THE PROBLEM: Scan the entries for the word "enum", and copy every line where it appears.

DATA Block Start

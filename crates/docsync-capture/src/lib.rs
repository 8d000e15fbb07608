//! # docsync Capture
//!
//! Producer side of replication: observes committed store events and
//! publishes one change message per event.
//!
//! Events committed by a transaction tagged with a replication origin are
//! suppressed, so a change replayed from a peer is never sent back out.
//! Capture is best-effort. Failures are returned from [`ChangeCapture::capture`]
//! and only logged by the observer hook, never surfaced to the store.

#![warn(missing_docs)]
#![warn(clippy::all)]

use docsync_core::origin::is_replicated_origin;
use docsync_core::{
    CollectionMeta, DocumentMeta, DocumentSnapshot, EventContext, InstanceId, StoreEvent,
    StoreObserver,
};
use docsync_proto::codec::{self, ZSTD_ENCODING};
use docsync_proto::keys;
use docsync_proto::{ChangeMessage, MessageError, Operation, Publisher, ResourceType, TransportError};

/// Result of capturing one event.
#[derive(Debug, Clone, Copy, PartialEq, Eq)]
pub enum CaptureOutcome {
    /// A message was handed to the publisher
    Published,
    /// The event came from a replicated transaction
    Suppressed,
}

/// Observer that publishes store events as change messages.
pub struct ChangeCapture<P> {
    instance: InstanceId,
    publisher: P,
}

impl<P: Publisher> ChangeCapture<P> {
    /// Create a capture for the given local instance.
    #[must_use]
    pub fn new(instance: InstanceId, publisher: P) -> Self {
        Self {
            instance,
            publisher,
        }
    }

    /// The local instance id stamped on every message.
    #[must_use]
    pub fn instance(&self) -> &InstanceId {
        &self.instance
    }

    /// Capture one committed event.
    ///
    /// # Errors
    ///
    /// Returns error if the message is malformed or the publisher refuses it.
    pub fn capture(
        &self,
        context: &EventContext<'_>,
        event: &StoreEvent,
    ) -> Result<CaptureOutcome, CaptureError> {
        if is_replicated_origin(context.origin) {
            tracing::debug!(
                txn_id = context.transaction_id,
                origin = ?context.origin,
                path = %event.path(),
                "Suppressing capture of replicated change"
            );
            return Ok(CaptureOutcome::Suppressed);
        }

        let message = self.build(event);
        message.validate()?;

        tracing::debug!(
            txn_id = context.transaction_id,
            resource_type = %message.resource_type,
            operation = %message.operation,
            path = %message.source_path,
            "Publishing change"
        );
        self.publisher.publish(message.to_envelope())?;

        Ok(CaptureOutcome::Published)
    }

    /// Build the change message describing `event`.
    #[must_use]
    pub fn build(&self, event: &StoreEvent) -> ChangeMessage {
        let message = match event {
            StoreEvent::DocumentCreated(doc) => document_content(Operation::Create, doc),
            StoreEvent::DocumentUpdated(doc) => document_content(Operation::Update, doc),
            StoreEvent::DocumentMetadataUpdated(meta) => with_document_meta(
                ChangeMessage::new(ResourceType::Document, Operation::Metadata, meta.path.as_str()),
                meta,
            ),
            StoreEvent::DocumentDeleted { path } => {
                ChangeMessage::new(ResourceType::Document, Operation::Delete, path.as_str())
            }
            StoreEvent::DocumentMoved { from, to } => {
                ChangeMessage::new(ResourceType::Document, Operation::Move, from.as_str())
                    .with_destination(to.as_str())
            }
            StoreEvent::DocumentCopied { from, to } => {
                ChangeMessage::new(ResourceType::Document, Operation::Copy, from.as_str())
                    .with_destination(to.as_str())
            }
            StoreEvent::CollectionCreated(meta) => collection_meta(Operation::Create, meta),
            StoreEvent::CollectionMetadataUpdated(meta) => collection_meta(Operation::Metadata, meta),
            StoreEvent::CollectionDeleted { path } => {
                ChangeMessage::new(ResourceType::Collection, Operation::Delete, path.as_str())
            }
            StoreEvent::CollectionMoved { from, to } => {
                ChangeMessage::new(ResourceType::Collection, Operation::Move, from.as_str())
                    .with_destination(to.as_str())
            }
            StoreEvent::CollectionCopied { from, to } => {
                ChangeMessage::new(ResourceType::Collection, Operation::Copy, from.as_str())
                    .with_destination(to.as_str())
            }
        };

        message.with_metadata(keys::SENDER_INSTANCE_ID, self.instance.as_str())
    }
}

impl<P: Publisher> StoreObserver for ChangeCapture<P> {
    fn on_event(&self, context: &EventContext<'_>, event: &StoreEvent) {
        match self.capture(context, event) {
            Ok(CaptureOutcome::Published) => {
                tracing::trace!(path = %event.path(), "Change captured");
            }
            Ok(CaptureOutcome::Suppressed) => {}
            Err(err) => {
                tracing::warn!(
                    error = %err,
                    txn_id = context.transaction_id,
                    path = %event.path(),
                    "Failed to publish change, local commit unaffected"
                );
            }
        }
    }
}

fn document_content(operation: Operation, doc: &DocumentSnapshot) -> ChangeMessage {
    let message = with_document_meta(
        ChangeMessage::new(ResourceType::Document, operation, doc.meta.path.as_str()),
        &doc.meta,
    )
    .with_metadata(keys::CONTENT_LENGTH, doc.content.len() as u64);

    match codec::compress(&doc.content) {
        Ok(payload) => message
            .with_metadata(keys::CONTENT_ENCODING, ZSTD_ENCODING)
            .with_payload(payload),
        Err(err) => {
            tracing::warn!(
                error = %err,
                path = %doc.meta.path,
                "Failed to encode document content, sending change without payload"
            );
            message
        }
    }
}

fn with_document_meta(message: ChangeMessage, meta: &DocumentMeta) -> ChangeMessage {
    message
        .with_metadata(keys::OWNER, meta.permission.owner.as_str())
        .with_metadata(keys::GROUP, meta.permission.group.as_str())
        .with_metadata(keys::MODE, meta.permission.mode)
        .with_metadata(keys::MIME_TYPE, meta.mime_type.as_str())
}

fn collection_meta(operation: Operation, meta: &CollectionMeta) -> ChangeMessage {
    ChangeMessage::new(ResourceType::Collection, operation, meta.path.as_str())
        .with_metadata(keys::OWNER, meta.permission.owner.as_str())
        .with_metadata(keys::GROUP, meta.permission.group.as_str())
        .with_metadata(keys::MODE, meta.permission.mode)
}

/// Errors from capturing an event.
#[derive(Debug, Clone, PartialEq, Eq, thiserror::Error)]
pub enum CaptureError {
    /// The built message is malformed
    #[error("invalid change message: {0}")]
    Message(#[from] MessageError),
    /// The publisher refused the message
    #[error("transport error: {0}")]
    Transport(#[from] TransportError),
}

#[cfg(test)]
mod tests {
    use super::*;
    use docsync_core::origin::APPLIER_ORIGIN;
    use docsync_core::{DocumentKind, Permission, ResourcePath};
    use docsync_proto::{ChannelPublisher, Envelope};

    fn path(p: &str) -> ResourcePath {
        ResourcePath::parse(p).unwrap()
    }

    fn context(origin: Option<&str>) -> EventContext<'_> {
        EventContext {
            transaction_id: 7,
            origin,
            origin_tracking: true,
        }
    }

    fn snapshot() -> DocumentSnapshot {
        let content = b"<root>hello</root>".to_vec();
        DocumentSnapshot {
            meta: DocumentMeta {
                path: path("/db/a/doc.xml"),
                kind: DocumentKind::Xml,
                mime_type: "application/xml".to_string(),
                permission: Permission::new("alice", "staff", 0o640),
                content_length: content.len() as u64,
            },
            content,
        }
    }

    fn decode(envelope: &Envelope) -> ChangeMessage {
        ChangeMessage::from_envelope(envelope).unwrap()
    }

    #[test]
    fn document_create_carries_compressed_content() {
        let (publisher, mut rx) = ChannelPublisher::new();
        let capture = ChangeCapture::new(InstanceId::new("node-a"), publisher);

        let outcome = capture
            .capture(&context(None), &StoreEvent::DocumentCreated(snapshot()))
            .unwrap();
        assert_eq!(outcome, CaptureOutcome::Published);

        let message = decode(&rx.try_recv().unwrap());
        assert_eq!(message.resource_type, ResourceType::Document);
        assert_eq!(message.operation, Operation::Create);
        assert_eq!(message.source_path, "/db/a/doc.xml");
        assert_eq!(message.sender(), Some("node-a"));
        assert_eq!(message.content_encoding(), Some(ZSTD_ENCODING));
        assert_eq!(message.metadata_str(keys::OWNER), Some("alice"));
        assert_eq!(message.metadata.get(keys::MODE), Some(&serde_json::Value::from(0o640)));

        let content = codec::decompress(message.payload.as_deref().unwrap()).unwrap();
        assert_eq!(content, b"<root>hello</root>");
    }

    #[test]
    fn replicated_origin_is_suppressed() {
        let (publisher, mut rx) = ChannelPublisher::new();
        let capture = ChangeCapture::new(InstanceId::new("node-a"), publisher);

        let outcome = capture
            .capture(
                &context(Some(APPLIER_ORIGIN)),
                &StoreEvent::DocumentDeleted {
                    path: path("/db/a/doc.xml"),
                },
            )
            .unwrap();
        assert_eq!(outcome, CaptureOutcome::Suppressed);
        assert!(rx.try_recv().is_err());
    }

    #[test]
    fn local_origin_tag_is_not_suppressed() {
        let (publisher, mut rx) = ChannelPublisher::new();
        let capture = ChangeCapture::new(InstanceId::new("node-a"), publisher);

        let outcome = capture
            .capture(
                &context(Some("user-session")),
                &StoreEvent::DocumentDeleted {
                    path: path("/db/a/doc.xml"),
                },
            )
            .unwrap();
        assert_eq!(outcome, CaptureOutcome::Published);
        assert_eq!(decode(&rx.try_recv().unwrap()).operation, Operation::Delete);
    }

    #[test]
    fn move_carries_only_paths() {
        let (publisher, mut rx) = ChannelPublisher::new();
        let capture = ChangeCapture::new(InstanceId::new("node-a"), publisher);

        capture
            .capture(
                &context(Some("user-session")),
                &StoreEvent::CollectionMoved {
                    from: path("/db/a"),
                    to: path("/db/b/a"),
                },
            )
            .unwrap();

        let message = decode(&rx.try_recv().unwrap());
        assert_eq!(message.resource_type, ResourceType::Collection);
        assert_eq!(message.operation, Operation::Move);
        assert_eq!(message.destination_path.as_deref(), Some("/db/b/a"));
        assert!(message.payload.is_none());
        assert_eq!(message.metadata.len(), 1);
    }

    #[test]
    fn metadata_change_resends_permissions_without_content() {
        let capture = ChangeCapture::new(InstanceId::new("node-a"), ChannelPublisher::new().0);
        let message = capture.build(&StoreEvent::DocumentMetadataUpdated(snapshot().meta));
        assert_eq!(message.operation, Operation::Metadata);
        assert!(message.payload.is_none());
        assert_eq!(message.metadata_str(keys::GROUP), Some("staff"));
        assert_eq!(message.metadata_str(keys::MIME_TYPE), Some("application/xml"));
    }

    #[test]
    fn publish_failure_is_returned_not_panicked() {
        let (publisher, rx) = ChannelPublisher::new();
        drop(rx);
        let capture = ChangeCapture::new(InstanceId::new("node-a"), publisher);
        let event = StoreEvent::CollectionDeleted { path: path("/db/a") };

        assert_eq!(
            capture.capture(&context(None), &event),
            Err(CaptureError::Transport(TransportError::Closed))
        );
        capture.on_event(&context(None), &event);
    }
}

DATA Block End

SOLUTION FOR THIS EXERCISE:
pub enum CaptureOutcome {
pub enum CaptureError {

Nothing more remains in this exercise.